Saved data entries:
+ + + + + + +

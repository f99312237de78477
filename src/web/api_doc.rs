use utoipa::{
    openapi::security::{Http, HttpAuthScheme, SecurityScheme},
    Modify, OpenApi,
};

use super::api::error::ErrorResponse;
use super::api::guide::PulseRequest;
use super::api::platform::{StrokeRequest, SyncRequest};

#[derive(OpenApi)]
#[openapi(
    paths(
        super::api::platform::status,
        super::api::platform::position,
        super::api::platform::start,
        super::api::platform::pause,
        super::api::platform::resume,
        super::api::platform::reset,
        super::api::platform::set_stroke,
        super::api::platform::sync,
        super::api::guide::pulse,
    ),
    components(
        schemas(
            ErrorResponse,
            StrokeRequest,
            SyncRequest,
            PulseRequest,
            crate::platform::PlatformStatus,
            crate::platform::TrackingStateKind,
            crate::geometry::SkyPosition,
            crate::guide::GuideDirection,
            crate::guide::PhysicalPulse,
            crate::guide::PhysicalCorrection,
            crate::guide::DispatchReport,
        )
    ),
    modifiers(&SecurityAddon),
    info(
        title = "Equatorial Platform Adapter API",
        description = "Control and guiding API for an equatorial platform carrying an alt-az mount",
        version = "0.1.0"
    ),
    tags(
        (name = "platform", description = "Platform tracking control"),
        (name = "guide", description = "Guide pulse translation")
    )
)]
pub struct ApiDoc;

struct SecurityAddon;

impl Modify for SecurityAddon {
    fn modify(&self, openapi: &mut utoipa::openapi::OpenApi) {
        if let Some(components) = openapi.components.as_mut() {
            components.add_security_scheme(
                "api_key",
                SecurityScheme::Http(Http::new(HttpAuthScheme::Bearer)),
            );
        }
    }
}

#[cfg(test)]
mod tests {
    use super::*;

    #[test]
    fn test_openapi_lists_control_paths() {
        let doc = ApiDoc::openapi();
        for path in [
            "/api/platform/status",
            "/api/platform/start",
            "/api/platform/stroke",
            "/api/guide/pulse",
        ] {
            assert!(doc.paths.paths.contains_key(path), "missing {}", path);
        }
    }
}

+ + + + + + +

- [EXERCISE PROMPT]:
Each line of the data that holds the word "PulseRequest" should be copied.

- [COMPLETED TASK]:
use super::api::guide::PulseRequest;
            PulseRequest,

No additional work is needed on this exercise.